On Sun, Mar 25, 2001 at 08:07:48PM +0200, Guy Van Den Bergh wrote:
You CAN use Ethernet in a point-to-point configuration, by the way. Saves some IP adresses.
How do you that? PPPoE (PPP over Ethernet)? This is more like ppp emulation over ethernet. And thus this introduces protocol overhead.
What do you mean by this? I'm puzzled.
It's still ethernet. But instead of assigning a /30 with 4 IP addresses, you just route to your device. Not rocket science, just saves IP addresses.
Regards,
bert hubert
But you require the next hop to do proxy arp if you would like this to work! And certainly this is not a point-to-point configuration of ethernet. If you route to your device instead of your nexthop the kernel is going to send an arp request for de destination address, and if the destination is not on the lan, some router on the lan has to do proxy arp on behalf of the destination. Otherwise your packets will be dropped.
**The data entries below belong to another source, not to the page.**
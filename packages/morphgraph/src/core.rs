//! core small types

use std::fmt::{self, Debug};
use std::hash::Hash;

/// Typed node/edge identifiers.
///
/// An id is a slot in the owning graph's arena plus the generation of that
/// slot; once the node or edge is removed the id stops resolving.
#[derive(Copy, Clone, Debug, PartialEq, Eq, Hash, PartialOrd, Ord)]
pub struct NodeId {
    pub(crate) slot: usize,
    pub(crate) generation: u32,
}

#[derive(Copy, Clone, Debug, PartialEq, Eq, Hash, PartialOrd, Ord)]
pub struct EdgeId {
    pub(crate) slot: usize,
    pub(crate) generation: u32,
}

impl NodeId {
    pub fn index(&self) -> usize {
        self.slot
    }
}

impl EdgeId {
    pub fn index(&self) -> usize {
        self.slot
    }
}

impl fmt::Display for NodeId {
    fn fmt(&self, f: &mut fmt::Formatter<'_>) -> fmt::Result {
        write!(f, "n{}", self.slot)
    }
}

impl fmt::Display for EdgeId {
    fn fmt(&self, f: &mut fmt::Formatter<'_>) -> fmt::Result {
        write!(f, "e{}", self.slot)
    }
}

/// Key types stored in an [`Arena`](crate::arena::Arena).
pub(crate) trait ArenaKey: Copy {
    fn from_parts(slot: usize, generation: u32) -> Self;
    fn slot(self) -> usize;
    fn generation(self) -> u32;
}

impl ArenaKey for NodeId {
    fn from_parts(slot: usize, generation: u32) -> Self {
        NodeId { slot, generation }
    }
    fn slot(self) -> usize {
        self.slot
    }
    fn generation(self) -> u32 {
        self.generation
    }
}

impl ArenaKey for EdgeId {
    fn from_parts(slot: usize, generation: u32) -> Self {
        EdgeId { slot, generation }
    }
    fn slot(self) -> usize {
        self.slot
    }
    fn generation(self) -> u32 {
        self.generation
    }
}

/// Contract for node payloads: equality plus hashing, so a payload can key
/// the graph's payload-to-node map.
pub trait GraphData: Clone + Eq + Hash + Debug {}

impl<T> GraphData for T where T: Clone + Eq + Hash + Debug {}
The kernel still thinks the lan is a broadcast medium.
I believe this is a lot more complicated than "just routing to your device"!
Even if you have a crossconnect cable between two hosts or routers, the medium inbetween is still broadcast and not point-to-point.
I know this discussion is going way too far into semantics, but as far as I know there is no such thing as point-to-point mode of ethernet.